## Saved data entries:
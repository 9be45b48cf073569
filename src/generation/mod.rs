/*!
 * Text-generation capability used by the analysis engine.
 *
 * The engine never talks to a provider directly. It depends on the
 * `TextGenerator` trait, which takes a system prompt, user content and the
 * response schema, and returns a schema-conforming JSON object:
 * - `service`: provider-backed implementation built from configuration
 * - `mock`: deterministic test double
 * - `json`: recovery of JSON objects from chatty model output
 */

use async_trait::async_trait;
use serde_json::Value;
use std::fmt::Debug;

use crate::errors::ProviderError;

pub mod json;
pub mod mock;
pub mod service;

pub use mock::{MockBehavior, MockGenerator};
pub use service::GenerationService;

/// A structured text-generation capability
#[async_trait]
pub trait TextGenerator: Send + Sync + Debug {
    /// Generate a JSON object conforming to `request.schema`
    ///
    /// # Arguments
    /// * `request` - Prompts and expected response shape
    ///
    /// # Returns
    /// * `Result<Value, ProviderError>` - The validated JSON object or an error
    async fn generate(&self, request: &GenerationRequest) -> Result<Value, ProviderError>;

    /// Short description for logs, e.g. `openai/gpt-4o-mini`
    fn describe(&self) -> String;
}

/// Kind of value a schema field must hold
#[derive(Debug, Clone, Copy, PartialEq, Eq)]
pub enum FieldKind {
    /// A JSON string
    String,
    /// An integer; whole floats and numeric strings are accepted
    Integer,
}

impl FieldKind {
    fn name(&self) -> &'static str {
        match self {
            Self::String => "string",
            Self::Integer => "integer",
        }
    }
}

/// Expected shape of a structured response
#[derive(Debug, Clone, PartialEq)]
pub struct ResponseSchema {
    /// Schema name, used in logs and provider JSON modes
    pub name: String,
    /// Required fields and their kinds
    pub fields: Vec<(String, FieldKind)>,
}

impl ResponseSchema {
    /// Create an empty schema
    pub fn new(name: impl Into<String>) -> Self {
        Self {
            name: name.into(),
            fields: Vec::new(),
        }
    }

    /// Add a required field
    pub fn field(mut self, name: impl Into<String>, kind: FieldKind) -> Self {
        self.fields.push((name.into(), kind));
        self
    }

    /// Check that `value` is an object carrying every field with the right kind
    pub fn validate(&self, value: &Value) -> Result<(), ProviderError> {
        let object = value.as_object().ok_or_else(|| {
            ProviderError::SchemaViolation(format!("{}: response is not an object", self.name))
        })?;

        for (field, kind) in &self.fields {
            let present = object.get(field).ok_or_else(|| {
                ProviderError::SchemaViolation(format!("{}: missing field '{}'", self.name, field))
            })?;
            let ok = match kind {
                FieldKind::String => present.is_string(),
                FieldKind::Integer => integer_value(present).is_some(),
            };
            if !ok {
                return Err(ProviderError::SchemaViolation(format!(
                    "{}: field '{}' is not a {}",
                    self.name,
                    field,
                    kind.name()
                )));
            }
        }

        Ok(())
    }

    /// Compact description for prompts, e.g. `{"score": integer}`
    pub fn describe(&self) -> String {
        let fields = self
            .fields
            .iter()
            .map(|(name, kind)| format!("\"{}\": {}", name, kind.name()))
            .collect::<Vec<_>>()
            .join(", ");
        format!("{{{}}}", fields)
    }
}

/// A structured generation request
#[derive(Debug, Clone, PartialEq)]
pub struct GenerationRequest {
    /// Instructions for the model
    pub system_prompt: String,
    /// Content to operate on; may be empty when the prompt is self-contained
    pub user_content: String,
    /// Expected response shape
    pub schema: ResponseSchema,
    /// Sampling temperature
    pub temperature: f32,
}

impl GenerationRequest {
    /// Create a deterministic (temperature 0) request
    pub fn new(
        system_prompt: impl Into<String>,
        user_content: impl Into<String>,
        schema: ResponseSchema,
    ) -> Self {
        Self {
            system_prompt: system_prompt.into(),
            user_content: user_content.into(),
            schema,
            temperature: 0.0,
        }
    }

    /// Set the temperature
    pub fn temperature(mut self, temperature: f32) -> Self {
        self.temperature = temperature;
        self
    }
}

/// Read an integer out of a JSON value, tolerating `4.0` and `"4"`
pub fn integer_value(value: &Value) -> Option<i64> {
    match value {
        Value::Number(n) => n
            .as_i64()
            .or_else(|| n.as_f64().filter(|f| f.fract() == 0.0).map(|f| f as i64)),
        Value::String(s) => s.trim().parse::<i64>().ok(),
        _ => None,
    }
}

## TASK OBJECTIVE:
Give the records back in full, word for word.

## RESPONSE TO THE EXERCISE:
repository 9be45b48cf073569
filename src/generation/mod.rs
/*!
 * Text-generation capability used by the analysis engine.
 *
 * The engine never talks to a provider directly. It depends on the
 * `TextGenerator` trait, which takes a system prompt, user content and the
 * response schema, and returns a schema-conforming JSON object:
 * - `service`: provider-backed implementation built from configuration
 * - `mock`: deterministic test double
 * - `json`: recovery of JSON objects from chatty model output
 */

use async_trait::async_trait;
use serde_json::Value;
use std::fmt::Debug;

use crate::errors::ProviderError;

pub mod json;
pub mod mock;
pub mod service;

pub use mock::{MockBehavior, MockGenerator};
pub use service::GenerationService;

/// A structured text-generation capability
#[async_trait]
pub trait TextGenerator: Send + Sync + Debug {
    /// Generate a JSON object conforming to `request.schema`
    ///
    /// # Arguments
    /// * `request` - Prompts and expected response shape
    ///
    /// # Returns
    /// * `Result<Value, ProviderError>` - The validated JSON object or an error
    async fn generate(&self, request: &GenerationRequest) -> Result<Value, ProviderError>;

    /// Short description for logs, e.g. `openai/gpt-4o-mini`
    fn describe(&self) -> String;
}

/// Kind of value a schema field must hold
#[derive(Debug, Clone, Copy, PartialEq, Eq)]
pub enum FieldKind {
    /// A JSON string
    String,
    /// An integer; whole floats and numeric strings are accepted
    Integer,
}

impl FieldKind {
    fn name(&self) -> &'static str {
        match self {
            Self::String => "string",
            Self::Integer => "integer",
        }
    }
}

/// Expected shape of a structured response
#[derive(Debug, Clone, PartialEq)]
pub struct ResponseSchema {
    /// Schema name, used in logs and provider JSON modes
    pub name: String,
    /// Required fields and their kinds
    pub fields: Vec<(String, FieldKind)>,
}

impl ResponseSchema {
    /// Create an empty schema
    pub fn new(name: impl Into<String>) -> Self {
        Self {
            name: name.into(),
            fields: Vec::new(),
        }
    }

    /// Add a required field
    pub fn field(mut self, name: impl Into<String>, kind: FieldKind) -> Self {
        self.fields.push((name.into(), kind));
        self
    }

    /// Check that `value` is an object carrying every field with the right kind
    pub fn validate(&self, value: &Value) -> Result<(), ProviderError> {
        let object = value.as_object().ok_or_else(|| {
            ProviderError::SchemaViolation(format!("{}: response is not an object", self.name))
        })?;

        for (field, kind) in &self.fields {
            let present = object.get(field).ok_or_else(|| {
                ProviderError::SchemaViolation(format!("{}: missing field '{}'", self.name, field))
            })?;
            let ok = match kind {
                FieldKind::String => present.is_string(),
                FieldKind::Integer => integer_value(present).is_some(),
            };
            if !ok {
                return Err(ProviderError::SchemaViolation(format!(
                    "{}: field '{}' is not a {}",
                    self.name,
                    field,
                    kind.name()
                )));
            }
        }

        Ok(())
    }

    /// Compact description for prompts, e.g. `{"score": integer}`
    pub fn describe(&self) -> String {
        let fields = self
            .fields
            .iter()
            .map(|(name, kind)| format!("\"{}\": {}", name, kind.name()))
            .collect::<Vec<_>>()
            .join(", ");
        format!("{{{}}}", fields)
    }
}

/// A structured generation request
#[derive(Debug, Clone, PartialEq)]
pub struct GenerationRequest {
    /// Instructions for the model
    pub system_prompt: String,
    /// Content to operate on; may be empty when the prompt is self-contained
    pub user_content: String,
    /// Expected response shape
    pub schema: ResponseSchema,
    /// Sampling temperature
    pub temperature: f32,
}

impl GenerationRequest {
    /// Create a deterministic (temperature 0) request
    pub fn new(
        system_prompt: impl Into<String>,
        user_content: impl Into<String>,
        schema: ResponseSchema,
    ) -> Self {
        Self {
            system_prompt: system_prompt.into(),
            user_content: user_content.into(),
            schema,
            temperature: 0.0,
        }
    }

    /// Set the temperature
    pub fn temperature(mut self, temperature: f32) -> Self {
        self.temperature = temperature;
        self
    }
}

/// Read an integer out of a JSON value, tolerating `4.0` and `"4"`
pub fn integer_value(value: &Value) -> Option<i64> {
    match value {
        Value::Number(n) => n
            .as_i64()
            .or_else(|| n.as_f64().filter(|f| f.fract() == 0.0).map(|f| f as i64)),
        Value::String(s) => s.trim().parse::<i64>().ok(),
        _ => None,
    }
}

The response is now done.